# [Assignment]
Look below for the line that contains "filename lib/recon-sched/src/conflict.rs", then copy it and each following line exactly, through and including the line that contains "fn group_non_add(ops: &HashSet<Operation>)".

# [Data for processing]
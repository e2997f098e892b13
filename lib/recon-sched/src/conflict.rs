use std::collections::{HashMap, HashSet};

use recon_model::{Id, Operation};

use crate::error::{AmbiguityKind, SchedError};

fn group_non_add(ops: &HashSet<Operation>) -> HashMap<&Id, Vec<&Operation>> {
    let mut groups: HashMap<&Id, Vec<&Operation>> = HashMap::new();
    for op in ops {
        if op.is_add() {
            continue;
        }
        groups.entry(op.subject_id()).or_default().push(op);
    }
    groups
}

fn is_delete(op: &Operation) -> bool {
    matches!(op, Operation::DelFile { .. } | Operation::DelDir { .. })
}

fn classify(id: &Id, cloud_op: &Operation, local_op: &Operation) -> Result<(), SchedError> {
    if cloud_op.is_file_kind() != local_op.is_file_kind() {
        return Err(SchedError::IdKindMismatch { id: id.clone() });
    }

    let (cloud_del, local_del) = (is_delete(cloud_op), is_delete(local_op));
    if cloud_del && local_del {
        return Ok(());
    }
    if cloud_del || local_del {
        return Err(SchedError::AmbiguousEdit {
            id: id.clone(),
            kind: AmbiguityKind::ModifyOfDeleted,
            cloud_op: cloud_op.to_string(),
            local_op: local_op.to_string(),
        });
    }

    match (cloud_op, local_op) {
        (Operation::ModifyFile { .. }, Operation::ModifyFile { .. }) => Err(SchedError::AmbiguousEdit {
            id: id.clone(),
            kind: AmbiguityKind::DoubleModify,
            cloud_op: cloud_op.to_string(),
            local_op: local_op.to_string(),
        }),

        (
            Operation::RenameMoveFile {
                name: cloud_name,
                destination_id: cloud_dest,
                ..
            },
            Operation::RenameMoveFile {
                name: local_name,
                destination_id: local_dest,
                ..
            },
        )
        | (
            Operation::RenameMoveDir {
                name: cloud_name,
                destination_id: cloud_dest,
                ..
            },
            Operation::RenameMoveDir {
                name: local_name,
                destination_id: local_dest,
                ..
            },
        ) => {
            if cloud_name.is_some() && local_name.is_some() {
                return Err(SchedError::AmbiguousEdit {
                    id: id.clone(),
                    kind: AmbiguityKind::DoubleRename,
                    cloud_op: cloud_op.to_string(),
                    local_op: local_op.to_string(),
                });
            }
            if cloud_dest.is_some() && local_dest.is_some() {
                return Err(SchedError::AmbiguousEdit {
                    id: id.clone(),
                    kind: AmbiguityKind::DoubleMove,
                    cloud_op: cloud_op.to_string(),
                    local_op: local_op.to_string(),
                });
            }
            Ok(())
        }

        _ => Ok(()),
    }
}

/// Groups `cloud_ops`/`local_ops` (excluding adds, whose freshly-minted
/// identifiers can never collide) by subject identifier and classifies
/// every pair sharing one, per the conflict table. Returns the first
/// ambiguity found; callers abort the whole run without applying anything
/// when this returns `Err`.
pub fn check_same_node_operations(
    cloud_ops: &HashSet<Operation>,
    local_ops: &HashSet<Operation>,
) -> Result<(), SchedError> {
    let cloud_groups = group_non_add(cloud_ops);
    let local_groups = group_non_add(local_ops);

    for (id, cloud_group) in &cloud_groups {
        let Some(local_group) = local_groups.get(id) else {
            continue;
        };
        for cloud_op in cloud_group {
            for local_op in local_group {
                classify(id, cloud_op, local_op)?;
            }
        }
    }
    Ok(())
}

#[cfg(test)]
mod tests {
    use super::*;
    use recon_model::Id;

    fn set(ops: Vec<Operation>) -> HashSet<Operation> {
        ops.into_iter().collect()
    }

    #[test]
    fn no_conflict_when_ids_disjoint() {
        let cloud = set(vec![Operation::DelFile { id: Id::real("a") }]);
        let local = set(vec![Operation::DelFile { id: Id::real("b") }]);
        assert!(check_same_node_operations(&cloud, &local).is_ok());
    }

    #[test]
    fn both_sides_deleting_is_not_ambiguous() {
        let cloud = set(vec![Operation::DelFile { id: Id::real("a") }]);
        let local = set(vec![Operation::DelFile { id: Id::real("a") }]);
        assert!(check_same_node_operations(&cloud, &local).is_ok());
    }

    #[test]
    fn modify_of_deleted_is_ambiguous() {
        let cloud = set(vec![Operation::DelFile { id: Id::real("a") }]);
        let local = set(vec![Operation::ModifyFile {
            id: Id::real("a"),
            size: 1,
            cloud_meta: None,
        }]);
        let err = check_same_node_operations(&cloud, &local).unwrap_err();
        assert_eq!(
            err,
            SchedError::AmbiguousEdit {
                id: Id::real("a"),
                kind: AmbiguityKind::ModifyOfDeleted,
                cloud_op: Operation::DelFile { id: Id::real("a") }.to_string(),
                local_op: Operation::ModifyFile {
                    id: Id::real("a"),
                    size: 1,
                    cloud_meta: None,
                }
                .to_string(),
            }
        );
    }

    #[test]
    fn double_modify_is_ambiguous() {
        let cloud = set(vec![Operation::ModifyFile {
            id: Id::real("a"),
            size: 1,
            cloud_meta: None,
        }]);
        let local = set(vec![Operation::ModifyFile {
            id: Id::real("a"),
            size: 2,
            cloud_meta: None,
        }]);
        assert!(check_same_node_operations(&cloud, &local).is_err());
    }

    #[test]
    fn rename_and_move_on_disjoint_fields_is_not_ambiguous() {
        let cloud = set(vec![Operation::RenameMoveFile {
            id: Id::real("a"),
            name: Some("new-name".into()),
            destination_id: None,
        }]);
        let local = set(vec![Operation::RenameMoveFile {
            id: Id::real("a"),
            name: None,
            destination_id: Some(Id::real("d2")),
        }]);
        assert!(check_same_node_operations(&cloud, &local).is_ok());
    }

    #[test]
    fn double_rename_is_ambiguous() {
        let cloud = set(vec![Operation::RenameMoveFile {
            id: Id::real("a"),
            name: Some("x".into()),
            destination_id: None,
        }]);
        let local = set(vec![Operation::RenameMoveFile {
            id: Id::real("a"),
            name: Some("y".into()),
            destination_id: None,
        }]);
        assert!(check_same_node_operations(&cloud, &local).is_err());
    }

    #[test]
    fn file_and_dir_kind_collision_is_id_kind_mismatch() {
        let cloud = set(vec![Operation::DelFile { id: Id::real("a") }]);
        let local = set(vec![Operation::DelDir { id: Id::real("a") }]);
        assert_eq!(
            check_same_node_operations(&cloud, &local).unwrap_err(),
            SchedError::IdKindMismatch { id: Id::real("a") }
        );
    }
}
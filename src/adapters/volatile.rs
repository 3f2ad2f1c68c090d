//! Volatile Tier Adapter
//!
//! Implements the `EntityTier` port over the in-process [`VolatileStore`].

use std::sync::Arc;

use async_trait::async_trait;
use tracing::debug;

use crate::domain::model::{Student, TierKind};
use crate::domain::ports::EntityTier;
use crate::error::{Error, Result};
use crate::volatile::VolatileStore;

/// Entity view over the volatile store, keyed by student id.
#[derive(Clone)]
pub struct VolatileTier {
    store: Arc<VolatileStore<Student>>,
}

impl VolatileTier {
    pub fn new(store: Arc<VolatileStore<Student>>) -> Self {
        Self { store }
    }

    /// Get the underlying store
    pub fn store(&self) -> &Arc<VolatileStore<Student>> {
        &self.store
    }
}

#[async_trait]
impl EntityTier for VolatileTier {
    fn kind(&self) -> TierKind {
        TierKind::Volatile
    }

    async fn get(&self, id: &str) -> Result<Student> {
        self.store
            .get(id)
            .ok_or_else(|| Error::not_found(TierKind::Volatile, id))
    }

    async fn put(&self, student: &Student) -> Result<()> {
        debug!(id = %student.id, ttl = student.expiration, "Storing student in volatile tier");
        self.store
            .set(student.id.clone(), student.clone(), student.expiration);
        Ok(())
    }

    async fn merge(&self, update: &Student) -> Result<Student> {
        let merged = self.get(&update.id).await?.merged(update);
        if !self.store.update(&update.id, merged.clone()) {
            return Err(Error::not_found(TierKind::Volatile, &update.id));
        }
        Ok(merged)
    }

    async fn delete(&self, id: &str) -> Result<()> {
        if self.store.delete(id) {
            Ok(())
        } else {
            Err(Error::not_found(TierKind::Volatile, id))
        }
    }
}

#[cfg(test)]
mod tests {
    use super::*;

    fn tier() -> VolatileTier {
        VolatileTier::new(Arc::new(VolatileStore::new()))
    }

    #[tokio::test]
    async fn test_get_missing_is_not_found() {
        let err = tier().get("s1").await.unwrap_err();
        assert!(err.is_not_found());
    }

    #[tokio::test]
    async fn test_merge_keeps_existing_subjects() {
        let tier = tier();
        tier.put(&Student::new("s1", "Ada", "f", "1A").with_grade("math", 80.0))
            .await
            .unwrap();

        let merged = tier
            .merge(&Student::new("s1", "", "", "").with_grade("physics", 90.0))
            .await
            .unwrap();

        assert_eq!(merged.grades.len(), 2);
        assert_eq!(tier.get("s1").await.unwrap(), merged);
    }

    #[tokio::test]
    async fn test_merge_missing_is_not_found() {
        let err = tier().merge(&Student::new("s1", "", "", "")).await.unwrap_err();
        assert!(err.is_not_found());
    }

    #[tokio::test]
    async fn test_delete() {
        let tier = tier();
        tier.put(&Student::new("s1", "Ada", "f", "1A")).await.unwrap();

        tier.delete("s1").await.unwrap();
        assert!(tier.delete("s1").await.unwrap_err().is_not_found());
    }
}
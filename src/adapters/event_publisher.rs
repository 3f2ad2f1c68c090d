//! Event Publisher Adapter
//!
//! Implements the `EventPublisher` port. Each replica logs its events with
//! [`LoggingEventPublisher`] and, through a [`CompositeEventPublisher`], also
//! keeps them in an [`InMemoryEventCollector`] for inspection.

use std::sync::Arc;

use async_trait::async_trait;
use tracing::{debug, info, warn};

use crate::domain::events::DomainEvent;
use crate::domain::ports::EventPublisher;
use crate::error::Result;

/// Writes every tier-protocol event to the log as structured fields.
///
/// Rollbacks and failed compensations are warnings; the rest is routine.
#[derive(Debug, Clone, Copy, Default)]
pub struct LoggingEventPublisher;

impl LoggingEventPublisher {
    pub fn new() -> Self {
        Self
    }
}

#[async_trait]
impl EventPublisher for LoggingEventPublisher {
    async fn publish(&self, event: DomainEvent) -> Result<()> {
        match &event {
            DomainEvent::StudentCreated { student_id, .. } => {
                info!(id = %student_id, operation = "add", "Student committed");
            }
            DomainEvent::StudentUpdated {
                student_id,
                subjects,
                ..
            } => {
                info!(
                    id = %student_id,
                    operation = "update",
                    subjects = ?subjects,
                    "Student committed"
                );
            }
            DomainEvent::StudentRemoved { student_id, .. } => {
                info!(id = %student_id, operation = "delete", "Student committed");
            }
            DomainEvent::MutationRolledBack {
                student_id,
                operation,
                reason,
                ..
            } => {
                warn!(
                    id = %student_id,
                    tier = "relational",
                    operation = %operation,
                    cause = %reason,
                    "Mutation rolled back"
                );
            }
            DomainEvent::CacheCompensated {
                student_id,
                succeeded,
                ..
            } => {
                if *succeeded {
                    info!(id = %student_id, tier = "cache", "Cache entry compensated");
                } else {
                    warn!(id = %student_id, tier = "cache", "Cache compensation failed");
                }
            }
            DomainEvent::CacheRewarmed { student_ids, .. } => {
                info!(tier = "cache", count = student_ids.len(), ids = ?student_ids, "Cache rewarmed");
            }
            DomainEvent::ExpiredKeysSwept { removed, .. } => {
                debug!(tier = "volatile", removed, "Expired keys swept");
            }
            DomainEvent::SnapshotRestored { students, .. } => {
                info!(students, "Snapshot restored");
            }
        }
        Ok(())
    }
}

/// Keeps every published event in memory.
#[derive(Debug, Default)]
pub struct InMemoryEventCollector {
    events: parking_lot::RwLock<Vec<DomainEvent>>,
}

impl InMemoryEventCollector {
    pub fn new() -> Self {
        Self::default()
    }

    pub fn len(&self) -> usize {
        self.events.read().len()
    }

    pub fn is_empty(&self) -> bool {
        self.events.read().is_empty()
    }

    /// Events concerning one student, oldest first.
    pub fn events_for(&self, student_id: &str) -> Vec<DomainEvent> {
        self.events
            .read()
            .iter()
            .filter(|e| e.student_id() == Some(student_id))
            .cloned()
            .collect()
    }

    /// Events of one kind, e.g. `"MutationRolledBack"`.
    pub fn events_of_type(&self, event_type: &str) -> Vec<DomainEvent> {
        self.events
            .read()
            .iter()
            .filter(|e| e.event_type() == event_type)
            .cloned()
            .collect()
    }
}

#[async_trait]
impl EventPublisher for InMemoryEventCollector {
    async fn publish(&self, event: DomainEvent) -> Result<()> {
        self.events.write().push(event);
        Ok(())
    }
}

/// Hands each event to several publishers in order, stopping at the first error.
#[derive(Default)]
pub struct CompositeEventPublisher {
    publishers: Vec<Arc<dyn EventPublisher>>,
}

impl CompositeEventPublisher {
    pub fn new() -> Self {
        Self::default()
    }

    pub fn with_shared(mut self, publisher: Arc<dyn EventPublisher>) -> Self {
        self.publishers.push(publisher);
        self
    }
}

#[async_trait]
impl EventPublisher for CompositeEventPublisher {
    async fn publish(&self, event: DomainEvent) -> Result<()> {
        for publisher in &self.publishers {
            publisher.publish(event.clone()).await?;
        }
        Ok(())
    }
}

# [Exercise response]
filename lib/recon-sched/src/conflict.rs
use std::collections::{HashMap, HashSet};

use recon_model::{Id, Operation};

use crate::error::{AmbiguityKind, SchedError};

fn group_non_add(ops: &HashSet<Operation>) -> HashMap<&Id, Vec<&Operation>> {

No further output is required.